Currently, banks pay around Rs 300 crore every year to Visa and MasterCard for processing all debit and credit card payments. NPCI says Rupay will reduce the cost for both banks and customers.
"We believe that it's possible to reduce the processing fee that banks pay to MasteraCard and Visa by half if not more. Rupay will be aiming at reducing the cost for the bank," Hota added.
Bankers too feel Rupay will be a viable option.
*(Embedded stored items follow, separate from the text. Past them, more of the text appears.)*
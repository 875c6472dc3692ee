// SPDX-License-Identifier: MIT
// Copyright 2026 Roland Dreier <roland@rolandd.dev>

//! Session middleware.
//!
//! The dashboard has a single active session persisted in the store, so
//! there is no token to verify: a request is authenticated when the stored
//! session marker resolves to a user on the roster.

use crate::error::AppError;
use crate::services::auth::current_user;
use crate::AppState;
use axum::{
    extract::{Request, State},
    middleware::Next,
    response::Response,
};
use std::sync::Arc;

/// Authenticated user resolved from the session marker.
#[derive(Debug, Clone)]
pub struct SessionUser {
    pub user_id: String,
    pub is_admin: bool,
}

/// Middleware that requires an active session.
pub async fn require_session(
    State(state): State<Arc<AppState>>,
    mut request: Request,
    next: Next,
) -> Result<Response, AppError> {
    let user = current_user(&state.store)
        .await?
        .ok_or(AppError::Unauthorized)?;

    request.extensions_mut().insert(SessionUser {
        user_id: user.id,
        is_admin: user.is_admin,
    });

    Ok(next.run(request).await)
}

/// Middleware that requires the session user to be an admin.
///
/// Must run after [`require_session`].
pub async fn require_admin(request: Request, next: Next) -> Result<Response, AppError> {
    let session = request
        .extensions()
        .get::<SessionUser>()
        .ok_or(AppError::Unauthorized)?;

    if !session.is_admin {
        tracing::warn!(user_id = %session.user_id, "Non-admin attempted admin operation");
        return Err(AppError::Forbidden("Admin access required".to_string()));
    }

    Ok(next.run(request).await)
}
// SPDX-License-Identifier: MIT
// Copyright 2026 Roland Dreier <roland@rolandd.dev>

//! Login, logout and session restore routes.

use axum::{
    extract::State,
    http::StatusCode,
    response::{IntoResponse, Response},
    routing::{get, post},
    Json, Router,
};
use serde::Deserialize;
use std::sync::Arc;

use crate::error::Result;
use crate::models::UserProfile;
use crate::services::auth;
use crate::AppState;

pub fn routes() -> Router<Arc<AppState>> {
    Router::new()
        .route("/auth/login", post(login))
        .route("/auth/logout", post(logout))
        .route("/auth/session", get(session))
}

/// Login form.
#[derive(Deserialize)]
pub struct LoginRequest {
    username: String,
    password: String,
}

async fn login(
    State(state): State<Arc<AppState>>,
    Json(req): Json<LoginRequest>,
) -> Result<Json<UserProfile>> {
    let user = auth::login(&state.store, &req.username, &req.password).await?;
    Ok(Json(UserProfile::from(&user)))
}

async fn logout(State(state): State<Arc<AppState>>) -> Result<StatusCode> {
    auth::logout(&state.store).await?;
    Ok(StatusCode::NO_CONTENT)
}

/// Restore the persisted session, 204 when nobody is logged in.
async fn session(State(state): State<Arc<AppState>>) -> Result<Response> {
    Ok(match auth::current_user(&state.store).await? {
        Some(user) => Json(UserProfile::from(&user)).into_response(),
        None => StatusCode::NO_CONTENT.into_response(),
    })
}
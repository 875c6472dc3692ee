// SPDX-License-Identifier: MIT
// Copyright 2026 Roland Dreier <roland@rolandd.dev>

//! Services module - business logic layer.

pub mod admin;
pub mod auth;
pub mod dashboard;
pub mod eligibility;
pub mod ranking;
pub mod recorder;

pub use admin::AdminService;
pub use recorder::WorkoutRecorder;
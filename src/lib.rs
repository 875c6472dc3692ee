// SPDX-License-Identifier: MIT
// Copyright 2026 Roland Dreier <roland@rolandd.dev>

//! Squad-Tracker: points and leaderboard for a small training group
//!
//! This crate provides the local dashboard API: members log workouts,
//! each activity type is worth a configured number of points, and the
//! leaderboard ranks members by accumulated points.

pub mod config;
pub mod db;
pub mod error;
pub mod middleware;
pub mod models;
pub mod routes;
pub mod services;
pub mod time_utils;

use config::Config;
use db::LocalStore;
use services::{AdminService, WorkoutRecorder};

/// Shared application state.
pub struct AppState {
    pub config: Config,
    pub store: LocalStore,
    pub recorder: WorkoutRecorder,
    pub admin: AdminService,
}

impl AppState {
    /// Wire the services around one store.
    pub fn new(config: Config, store: LocalStore) -> Self {
        let recorder = WorkoutRecorder::new(store.clone(), config.day_zone);
        let admin = AdminService::new(store.clone());
        Self {
            config,
            store,
            recorder,
            admin,
        }
    }
}
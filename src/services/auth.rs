// SPDX-License-Identifier: MIT
// Copyright 2026 Roland Dreier <roland@rolandd.dev>

//! Login, logout and session restore.
//!
//! Credentials are compared in plaintext against the roster. This mirrors a
//! shared-device squad dashboard and is not a security boundary.

use crate::db::LocalStore;
use crate::error::{AppError, Result};
use crate::models::User;

/// Check credentials and persist the session marker.
pub async fn login(store: &LocalStore, username: &str, password: &str) -> Result<User> {
    let user = store
        .transact(|state| {
            let user = state
                .users
                .iter()
                .find(|u| u.username == username)
                .cloned()
                .ok_or(AppError::InvalidCredentials)?;

            if user.effective_password() != password {
                return Err(AppError::InvalidCredentials);
            }

            state.session = Some(user.clone());
            Ok(user)
        })
        .await;

    match &user {
        Ok(u) => tracing::info!(user_id = %u.id, username, "Logged in"),
        Err(_) => tracing::info!(username, "Login failed"),
    }
    user
}

/// Remove the session marker.
pub async fn logout(store: &LocalStore) -> Result<()> {
    store
        .transact(|state| {
            if let Some(user) = state.session.take() {
                tracing::info!(user_id = %user.id, "Logged out");
            }
            Ok(())
        })
        .await
}

/// Resolve the stored session against the current roster.
///
/// Returns the roster's record (so admin edits show up without a new login).
/// A marker pointing at a removed user is cleared.
pub async fn current_user(store: &LocalStore) -> Result<Option<User>> {
    let (marker, resolved) = store
        .read(|state| {
            let marker = state.session.as_ref().map(|s| s.id.clone());
            let resolved = marker.as_deref().and_then(|id| state.find_user(id).cloned());
            (marker, resolved)
        })
        .await;

    if let (Some(stale_id), None) = (&marker, &resolved) {
        tracing::warn!(user_id = %stale_id, "Session user no longer exists, clearing session");
        store
            .transact(|state| {
                if state.session.as_ref().is_some_and(|s| &s.id == stale_id) {
                    state.session = None;
                }
                Ok(())
            })
            .await?;
    }

    Ok(resolved)
}
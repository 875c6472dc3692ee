// SPDX-License-Identifier: MIT
// Copyright 2026 Roland Dreier <roland@rolandd.dev>

//! Admin routes: activity table, roster and workout deletion.

use axum::{
    extract::{Path, Query, State},
    http::StatusCode,
    routing::{delete, post, put},
    Json, Router,
};
use serde::{Deserialize, Serialize};
use std::sync::Arc;

use crate::error::Result;
use crate::models::{ActivityConfig, UserProfile};
use crate::services::admin::{
    NewActivityRequest, NewUserRequest, UpdateActivityRequest, UpdatePasswordRequest,
};
use crate::AppState;

/// Admin routes (session + admin flag). Layers are applied in routes/mod.rs.
pub fn routes() -> Router<Arc<AppState>> {
    Router::new()
        .route("/api/workouts/{id}", delete(delete_workout))
        .route("/api/admin/activities", post(add_activity))
        .route(
            "/api/admin/activities/{activity_type}",
            put(update_activity).delete(remove_activity),
        )
        .route("/api/admin/users", post(add_user))
        .route("/api/admin/users/{id}/password", put(update_password))
        .route("/api/admin/users/{id}", delete(remove_user))
}

/// Destructive actions must be confirmed with `?confirm=true`.
#[derive(Deserialize)]
struct ConfirmQuery {
    #[serde(default)]
    confirm: bool,
}

async fn delete_workout(
    State(state): State<Arc<AppState>>,
    Path(id): Path<String>,
    Query(q): Query<ConfirmQuery>,
) -> Result<StatusCode> {
    state.admin.delete_workout(&id, q.confirm).await?;
    Ok(StatusCode::NO_CONTENT)
}

// ─── Activity Types ──────────────────────────────────────────

async fn add_activity(
    State(state): State<Arc<AppState>>,
    Json(req): Json<NewActivityRequest>,
) -> Result<(StatusCode, Json<ActivityConfig>)> {
    let config = state.admin.add_activity(req).await?;
    Ok((StatusCode::CREATED, Json(config)))
}

async fn update_activity(
    State(state): State<Arc<AppState>>,
    Path(activity_type): Path<String>,
    Json(req): Json<UpdateActivityRequest>,
) -> Result<Json<ActivityConfig>> {
    Ok(Json(state.admin.update_activity(&activity_type, req).await?))
}

async fn remove_activity(
    State(state): State<Arc<AppState>>,
    Path(activity_type): Path<String>,
    Query(q): Query<ConfirmQuery>,
) -> Result<StatusCode> {
    state.admin.remove_activity(&activity_type, q.confirm).await?;
    Ok(StatusCode::NO_CONTENT)
}

// ─── Roster ──────────────────────────────────────────────────

async fn add_user(
    State(state): State<Arc<AppState>>,
    Json(req): Json<NewUserRequest>,
) -> Result<(StatusCode, Json<UserProfile>)> {
    let user = state.admin.add_user(req).await?;
    Ok((StatusCode::CREATED, Json(UserProfile::from(&user))))
}

async fn update_password(
    State(state): State<Arc<AppState>>,
    Path(id): Path<String>,
    Json(req): Json<UpdatePasswordRequest>,
) -> Result<StatusCode> {
    state.admin.update_password(&id, req).await?;
    Ok(StatusCode::NO_CONTENT)
}

#[derive(Serialize)]
#[serde(rename_all = "camelCase")]
pub struct RemoveUserResponse {
    pub removed_workouts: usize,
}

async fn remove_user(
    State(state): State<Arc<AppState>>,
    Path(id): Path<String>,
    Query(q): Query<ConfirmQuery>,
) -> Result<Json<RemoveUserResponse>> {
    let removed_workouts = state.admin.remove_user(&id, q.confirm).await?;
    Ok(Json(RemoveUserResponse { removed_workouts }))
}
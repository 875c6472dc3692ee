// SPDX-License-Identifier: MIT
// Copyright 2026 Roland Dreier <roland@rolandd.dev>

//! Squad-Tracker dashboard server
//!
//! Serves the local dashboard API over the squad's persisted workouts,
//! activity table and roster.

use squad_tracker::{
    config::Config,
    db::{FileKvStore, LocalStore},
    AppState,
};
use std::sync::Arc;
use tracing_subscriber::{layer::SubscriberExt, util::SubscriberInitExt};

#[tokio::main]
async fn main() -> Result<(), Box<dyn std::error::Error>> {
    // Initialize structured JSON logging
    init_logging();

    // Load configuration from environment
    let config = Config::from_env()?;
    tracing::info!(
        port = config.port,
        day_zone = %config.day_zone,
        "Starting Squad-Tracker"
    );

    // Open the local store (seeds missing collections)
    let kv = FileKvStore::open(&config.data_dir)?;
    let store = LocalStore::open(Arc::new(kv))?;

    // Build shared state
    let state = Arc::new(AppState::new(config.clone(), store));

    // Build router
    let app = squad_tracker::routes::create_router(state);

    // Start server
    let addr = format!("{}:{}", config.bind_addr, config.port);
    let listener = tokio::net::TcpListener::bind(&addr).await?;
    tracing::info!(address = %addr, "Server listening");

    axum::serve(listener, app).await?;
    Ok(())
}

/// Initialize structured JSON logging.
fn init_logging() {
    let format = tracing_subscriber::fmt::layer()
        .json()
        .with_target(false)
        .with_current_span(true)
        .flatten_event(true);

    let filter = tracing_subscriber::EnvFilter::try_from_default_env()
        .unwrap_or_else(|_| tracing_subscriber::EnvFilter::new("squad_tracker=debug,info"));

    tracing_subscriber::registry().with(filter).with(format).init();
}
//! Domain types used throughout the pipeline.
//!
//! This module defines:
//!
//! - measurement rows and records (`MeasurementRecord`)
//! - physical constants and beam geometry (`PhysicalConstants`, `BeamMode`)
//! - declared hyperfine parameters (`HyperfineParams`)
//! - the rest-frame spectrum (`CorrectedSpectrum`)
//! - fit outputs and exports (`ParameterEstimate`, `FitStatistics`, `CurveFile`)

pub mod types;

pub use types::*;
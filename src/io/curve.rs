//! Read/write curve JSON files.
//!
//! Curve JSON is the "portable" representation of a fit:
//! - constants, beam mode and fitted parameters
//! - goodness-of-fit statistics
//! - the corrected data and a precomputed fitted grid for quick plotting
//!
//! The schema is defined by `domain::CurveFile`.

use std::fs::File;
use std::path::Path;

use crate::app::pipeline::RunOutput;
use crate::domain::{CurveFile, CurveGrid};
use crate::error::HfsError;

/// Assemble the curve file for a finished run.
pub fn curve_file(run: &RunOutput) -> CurveFile {
    CurveFile {
        tool: "hfs".to_string(),
        generated: chrono::Utc::now(),
        source_file: run.source_name.clone(),
        beam_mode: run.constants.beam_mode,
        constants: run.constants,
        parameters: run.fit.parameters.clone(),
        statistics: run.fit.statistics.clone(),
        data: CurveGrid {
            x: run.spectrum.x.clone(),
            y: run.spectrum.y.clone(),
        },
        grid: run.curve.clone(),
    }
}

/// Write a curve JSON file.
pub fn write_curve_json(path: &Path, curve: &CurveFile) -> Result<(), HfsError> {
    let file = File::create(path)
        .map_err(|e| HfsError::Io(format!("Failed to create curve JSON '{}': {e}", path.display())))?;
    serde_json::to_writer_pretty(file, curve)
        .map_err(|e| HfsError::Io(format!("Failed to write curve JSON: {e}")))?;
    log::info!("wrote curve JSON to '{}'", path.display());
    Ok(())
}

/// Read a curve JSON file.
pub fn read_curve_json(path: &Path) -> Result<CurveFile, HfsError> {
    let file = File::open(path).map_err(|e| {
        HfsError::DataFormat(format!("Failed to open curve JSON '{}': {e}", path.display()))
    })?;
    let curve: CurveFile = serde_json::from_reader(file)
        .map_err(|e| HfsError::DataFormat(format!("Invalid curve JSON: {e}")))?;
    if curve.grid.x.len() != curve.grid.y.len() || curve.data.x.len() != curve.data.y.len() {
        return Err(HfsError::DataFormat(
            "curve JSON has mismatched x/y lengths".into(),
        ));
    }
    Ok(curve)
}

#[cfg(test)]
mod tests {
    use super::*;
    use crate::domain::{BeamMode, ConstantInputs, FitStatistics, ParameterEstimate};

    #[test]
    fn write_then_read_keeps_grid() {
        let constants = ConstantInputs::default().parse().unwrap();
        let n = 1000;
        let curve = CurveFile {
            tool: "hfs".into(),
            generated: chrono::Utc::now(),
            source_file: "scan.dat".into(),
            beam_mode: BeamMode::Co,
            constants,
            parameters: vec![ParameterEstimate {
                name: "bkg_fitdata:p0".into(),
                value: 7.1,
                stderr: Some(0.2),
                init: 7.0,
                vary: true,
            }],
            statistics: FitStatistics {
                ndata: 10,
                nvarys: 1,
                nfev: 4,
                iterations: 2,
                chisqr: 9.0,
                redchi: 1.0,
                aic: 1.0,
                bic: 1.3,
            },
            data: CurveGrid {
                x: vec![0.0, 1.0],
                y: vec![7.0, 8.0],
            },
            grid: CurveGrid {
                x: (0..n).map(|i| i as f64).collect(),
                y: vec![7.1; n],
            },
        };

        let path = std::env::temp_dir().join("beam_hfs_curve_roundtrip.json");
        write_curve_json(&path, &curve).unwrap();
        let back = read_curve_json(&path).unwrap();
        let _ = std::fs::remove_file(&path);

        assert_eq!(back.grid.x.len(), n);
        assert_eq!(back.grid.y.len(), n);
        assert_eq!(back.beam_mode, BeamMode::Co);
        assert_eq!(back.parameters[0].stderr, Some(0.2));
    }

    #[test]
    fn missing_curve_is_data_format_error() {
        let path = std::env::temp_dir().join("beam_hfs_no_such_curve.json");
        assert!(matches!(read_curve_json(&path), Err(HfsError::DataFormat(_))));
    }
}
Alok Mishra, CMD, Bank of India , said, “It is indigenous and will be cheaper. Most people here don't travel abroad nor do they need settlement for Visa, MasterCard. What they require is a settlement here. And I think Rupay will work for them.”

Rupay's strategy
To begin with it focuses on tying up with 82 regional rural banks and 100 urban cooperative banks. Having issued 10,000 debit cards, it now plans to scale up by issuing Aadhar-enabled financial inclusion cards.
NPCI says it will be a while before the commercial banks start issuing Rupay debit cards as most of them already have tie-ups with global players. Besides, the regulator favours competition in this segment and so unlike the Chinese, may not make it mandatory.